In 1986, at age 45, I was diagnosed a Type 2 diabetic. The standard at the time was 2 consecutive fasting blood sugars ≥140mg/dl. In 1997 the standard was lowered to ≥126mg/dl, so I had probably been diabetic for at least 10 years, from age 35. My doctor suspected I might be diabetic because in 1986 I weighed 300 pounds, up from 250 in 1974.
Of course, my doctor told me to lose weight. He also began to treat me with a sulfonylurea (micronase, later glyburide), an oral antidiabetic medication that forced my already stressed pancreas to secrete more insulin whenever I ate carbohydrates, especially simple sugars and highly processed carbs.

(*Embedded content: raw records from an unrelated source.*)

impl StubModel {
    /// Create a stub whose reply explains why no model is active.
    pub fn new(reason: impl fmt::Display) -> Self {
        Self {
            message: format!(
                "[stub model] No language model is active ({}). \
                 This is a placeholder response; load a model to get real answers.",
                reason
            ),
        }
    }

    pub fn message(&self) -> &str {
        &self.message
    }
}

/// The active generation backend.
#[derive(Debug)]
pub enum Backend {
    Real(RealModel),
    Stub(StubModel),
}

impl Backend {
    /// Identifier of the loaded model; `None` for the stub.
    pub fn model_id(&self) -> Option<&str> {
        match self {
            Backend::Real(model) => Some(model.id()),
            Backend::Stub(_) => None,
        }
    }

    /// Turn a rendered prompt into text. The stub never fails.
    pub async fn invoke(&self, prompt: &str) -> AppResult<String> {
        match self {
            Backend::Real(model) => model.generate(prompt).await,
            Backend::Stub(stub) => Ok(stub.message().to_string()),
        }
    }
}

/// Result of trying to construct a real backend.
#[derive(Debug)]
pub enum LoadOutcome {
    Loaded(RealModel),
    Failed { reason: String },
}

/// Constructs real backends from model artifacts.
#[async_trait::async_trait]
pub trait BackendLoader: Send + Sync {
    async fn load(&self, path: &Path, params: &InferenceParams) -> LoadOutcome;
}

/// Single-slot registry holding the active backend.
pub struct ModelRegistry {
    active: Mutex<Arc<Backend>>,
    loader: Arc<dyn BackendLoader>,
    params: InferenceParams,
}

impl ModelRegistry {
    /// Create a registry that starts on the stub backend.
    pub fn with_stub(
        loader: Arc<dyn BackendLoader>,
        params: InferenceParams,
        reason: impl fmt::Display,
    ) -> Self {
        Self {
            active: Mutex::new(Arc::new(Backend::Stub(StubModel::new(reason)))),
            loader,
            params,
        }
    }

    /// Select the startup backend.
    ///
    /// Dummy mode starts on the stub. Otherwise the first artifact found in
    /// `models_dir` is loaded; no artifact or a failed load leaves the stub
    /// active.
    pub async fn bootstrap(
        loader: Arc<dyn BackendLoader>,
        params: InferenceParams,
        models_dir: &Path,
        dummy: bool,
    ) -> Self {
        if dummy {
            tracing::info!("Dummy mode requested, starting with the stub backend");
            return Self::with_stub(loader, params, "dummy mode requested");
        }

        let candidates = match discover_models(models_dir) {
            Ok(candidates) => candidates,
            Err(e) => {
                tracing::warn!("Failed to scan {:?} for models: {}", models_dir, e);
                Vec::new()
            }
        };

        let Some(first) = candidates.first() else {
            tracing::warn!("No model artifacts found in {:?}, using the stub backend", models_dir);
            return Self::with_stub(loader, params, "no model artifacts found");
        };

        let registry = Self::with_stub(loader, params, "model not loaded yet");
        if let Err(e) = registry.swap(first).await {
            tracing::warn!("Startup model load failed, continuing on the stub: {}", e);
        }
        registry
    }

    /// Replace the active backend with one loaded from `path`.
    ///
    /// A path that does not name an existing file is rejected without
    /// touching the active backend. A load failure installs a stub carrying
    /// the failure reason and is reported to the caller only.
    pub async fn swap(&self, path: &Path) -> AppResult<String> {
        if !path.is_file() {
            return Err(AppError::InvalidInput(format!(
                "Model file not found: {}",
                path.display()
            )));
        }

        let mut active = self.active.lock().await;
        tracing::info!("Loading model from {:?}", path);

        match self.loader.load(path, &self.params).await {
            LoadOutcome::Loaded(model) => {
                let id = model.id().to_string();
                *active = Arc::new(Backend::Real(model));
                tracing::info!("Active model is now {}", id);
                Ok(id)
            }
            LoadOutcome::Failed { reason } => {
                tracing::warn!("Failed to load {:?}: {}; falling back to stub", path, reason);
                *active = Arc::new(Backend::Stub(StubModel::new(&reason)));
                Err(AppError::ModelLoad(reason))
            }
        }
    }

    /// Generate with whichever backend is active right now.
    pub async fn invoke(&self, prompt: &str) -> AppResult<String> {
        let backend = self.active().await;
        tracing::debug!(
            "Invoking {} with a {}-char prompt",
            backend.model_id().unwrap_or("stub"),
            prompt.len()
        );
        backend.invoke(prompt).await
    }

    /// Identifier of the active model, if a real one is loaded.
    pub async fn current(&self) -> Option<String> {
        self.active().await.model_id().map(str::to_string)
    }

    /// Snapshot of the active backend.
    pub async fn active(&self) -> Arc<Backend> {
        Arc::clone(&*self.active.lock().await)
    }
}

/// List model artifacts directly inside `dir`, sorted by file name.
pub fn discover_models(dir: &Path) -> AppResult<Vec<PathBuf>> {
    if !dir.is_dir() {
        return Ok(Vec::new());
    }

    let mut models: Vec<PathBuf> = walkdir::WalkDir::new(dir)
        .min_depth(1)
        .max_depth(1)
        .sort_by_file_name()
        .into_iter()
        .filter_map(|e| e.ok())
        .map(|e| e.into_path())
        .filter(|p| p.is_file() && is_model_artifact(p))
        .collect();

    models.dedup();
    Ok(models)
}

/// Whether `path` has the model artifact extension.
pub fn is_model_artifact(path: &Path) -> bool {
    path.extension()
        .and_then(|e| e.to_str())
        .map(|e| e.eq_ignore_ascii_case(MODEL_EXTENSION))
        .unwrap_or(false)
}

fn model_id_for(path: &Path) -> String {
    path.file_name()
        .map(|n| n.to_string_lossy().to_string())
        .unwrap_or_else(|| path.display().to_string())
}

I had tried many times to lose weight. My doctor, and his staff nutritionist, a Registered Dietitian (RD) had recommended a “balanced, calorie restricted” diet, and exercise. I was always hungry, but from time to time I did lose weight and always gained it back. Net result: over the years I continued to gain weight, and my diabetes worsened. In the mid 1990s, after I was “maxed out” on glyburide, my doctor prescribed metformin, a new medication (in the U.S.). In a few years I was maxed out on metformin too, and my blood sugars still out of control, so my doctor started me on a third class of diabetes meds. Soon, I feared, I would be injecting insulin once a day or maybe even with each meal.
By 2002, I was the heaviest I had ever been. In fact, at several office visits I had been too heavy to be weighed on the office scale. So, one day in early August, before a scheduled appointment, I stopped at the Fulton Fish Market on the way to work and weighed myself on a commercial scale. I weighed 375 pounds. That was really scary. So, when I walked into the doctor’s office later that day, I was motivated to lose weight.
“Have I got a diet for you!” my doctor greeted me from the nurse’s station as I walked into the office. Serendipity had created a moment where my doctor had a specific recommendation for me, and I was totally receptive. He told me that he had personally tried a diet that he had read about in The New York Times! It was the cover story of July 7, 2002, Sunday Magazine, “What If It's All Been a Big Fat Lie?” written by Gary Taubes, an award-winning science writer. This ground breaking article that was to change many lives, including mine.
My doctor and I were both interested in this diet because we both wanted me to lose weight – a lot of weight. That was his and my primary motivation. But as he walked me down the hall to schedule my next appointment, he put his hand on my shoulder and said, “Dan, this may help your diabetes too.” Boy was that an understatement!
Strictly following this new diet, late in the afternoon of the first day I experienced a “hypo” or hypoglycemic episode – a low blood sugar with “sweats.” I knew something was wrong so I tested my blood and then went to the news stand in the lobby and bought a candy bar…and after 15 minutes, called my doctor. He told me to stop taking the 3rd oral medication, but the next afternoon, I had another hypo. I ate another candy bar and called him again. This time he said to cut the other 2 oral meds in half, and a couple of days later, when I had my 3rd hypo, he told me to cut the meds in half again. In less than a week of strictly following this diet, I was taking just 1/9th the meds as before.
In the next 9 months, I lost 60 pounds and, to avoid low blood sugars, had to eliminate the 5mg of glyburide I was still taking. A few years later, I started cheating (bedtime ice cream) and regained 12 pounds. I rededicated myself to strict adherence and eventually lost well over 100 pounds more. Today, 17 years later, I maintain a 150+ pound weight loss.
But my Type 2 diabetes went into “remission” before I lost a single pound. I’m NOT “cured.” I NEVER will be, but neither is my Type 2 Diabetes still “a progressive disease,” with worsening health, taking expensive oral meds and at risk of injected insulin. Nobody, besides me, was more surprised by these developments than my doctor. We learned that, quite simply, TYPE 2 DIABETES IS A DIETARY DISEASE. And the most effective treatment is to eat Very Low Carb.* My lipid (cholesterol) profile also improved dramatically: My HDL more than doubled and my triglycerides dropped by 2/3rds. Also, my hsCRP inflammation marker plummeted to <1.0. My blood pressure, of course, is now “normal.”